___ GIVEN RECORDS ___

use crate::error::{Error, Result};
use crate::iterator::KvIterator;
use crate::storage::check_compact_range;
use crate::write_batch::{BatchOperation, WriteBatch};
use crate::{Batch, KeyRange, KeyValueStore};
use parking_lot::RwLock;
use std::collections::BTreeMap;
use std::sync::atomic::{AtomicBool, Ordering};

/// Ordered in-memory store. Used for tests and as an unsharded store.
#[derive(Debug, Default)]
pub struct MemoryStore {
    data: RwLock<BTreeMap<Vec<u8>, Vec<u8>>>,
    closed: AtomicBool,
}

impl MemoryStore {
    pub fn new() -> Self {
        Self::default()
    }

    pub fn len(&self) -> usize {
        self.data.read().len()
    }

    pub fn is_empty(&self) -> bool {
        self.data.read().is_empty()
    }

    pub fn is_closed(&self) -> bool {
        self.closed.load(Ordering::Acquire)
    }

    fn ensure_open(&self) -> Result<()> {
        if self.is_closed() {
            return Err(Error::Closed);
        }
        Ok(())
    }

    fn apply(&self, ops: &[BatchOperation]) -> Result<()> {
        self.ensure_open()?;
        let mut data = self.data.write();
        for op in ops {
            match op {
                BatchOperation::Put { key, value } => {
                    data.insert(key.clone(), value.clone());
                }
                BatchOperation::Delete { key } => {
                    data.remove(key);
                }
            }
        }
        Ok(())
    }
}

impl KeyValueStore for MemoryStore {
    fn has(&self, key: &[u8]) -> Result<bool> {
        self.ensure_open()?;
        Ok(self.data.read().contains_key(key))
    }

    fn get(&self, key: &[u8]) -> Result<Option<Vec<u8>>> {
        self.ensure_open()?;
        Ok(self.data.read().get(key).cloned())
    }

    fn put(&self, key: &[u8], value: &[u8]) -> Result<()> {
        self.ensure_open()?;
        self.data.write().insert(key.to_vec(), value.to_vec());
        Ok(())
    }

    fn delete(&self, key: &[u8]) -> Result<()> {
        self.ensure_open()?;
        self.data.write().remove(key);
        Ok(())
    }

    fn new_batch(&self) -> Box<dyn Batch + '_> {
        Box::new(MemoryBatch {
            store: self,
            batch: WriteBatch::new(),
        })
    }

    fn iter_range(&self, range: KeyRange) -> Result<KvIterator<'_>> {
        self.ensure_open()?;
        // Snapshot so the cursor does not pin the lock.
        let data = self.data.read();
        let entries: Vec<_> = match &range {
            KeyRange::All => data
                .iter()
                .map(|(k, v)| (k.clone(), v.clone()))
                .collect(),
            KeyRange::From(start) => data
                .range(start.clone()..)
                .map(|(k, v)| (k.clone(), v.clone()))
                .collect(),
            KeyRange::Prefix(prefix) => data
                .range(prefix.clone()..)
                .take_while(|(k, _)| k.starts_with(prefix))
                .map(|(k, v)| (k.clone(), v.clone()))
                .collect(),
        };
        Ok(Box::new(entries.into_iter().map(Ok::<_, Error>)))
    }

    fn stat(&self, property: &str) -> Result<String> {
        self.ensure_open()?;
        let data = self.data.read();
        match property {
            "entries" => Ok(data.len().to_string()),
            "size" => Ok(data
                .iter()
                .map(|(k, v)| k.len() + v.len())
                .sum::<usize>()
                .to_string()),
            other => Err(Error::UnknownProperty(other.to_string())),
        }
    }

    fn compact(&self, start: Option<&[u8]>, limit: Option<&[u8]>) -> Result<()> {
        self.ensure_open()?;
        check_compact_range(start, limit)
    }

    fn close(&self) -> Result<()> {
        self.closed.store(true, Ordering::Release);
        Ok(())
    }
}

struct MemoryBatch<'a> {
    store: &'a MemoryStore,
    batch: WriteBatch,
}

impl Batch for MemoryBatch<'_> {
    fn put(&mut self, key: &[u8], value: &[u8]) -> Result<()> {
        self.batch.put(key, value);
        Ok(())
    }

    fn delete(&mut self, key: &[u8]) -> Result<()> {
        self.batch.delete(key);
        Ok(())
    }

    fn len(&self) -> usize {
        self.batch.len()
    }

    fn value_size(&self) -> usize {
        self.batch.size_bytes()
    }

    fn write(&self) -> Result<()> {
        self.store.apply(self.batch.operations())
    }

    fn reset(&mut self) {
        self.batch.clear();
    }
}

___

TASK ITEM: For this data, state how many lines include the word "prefix", with nothing added.

EXERCISE ANSWER: 3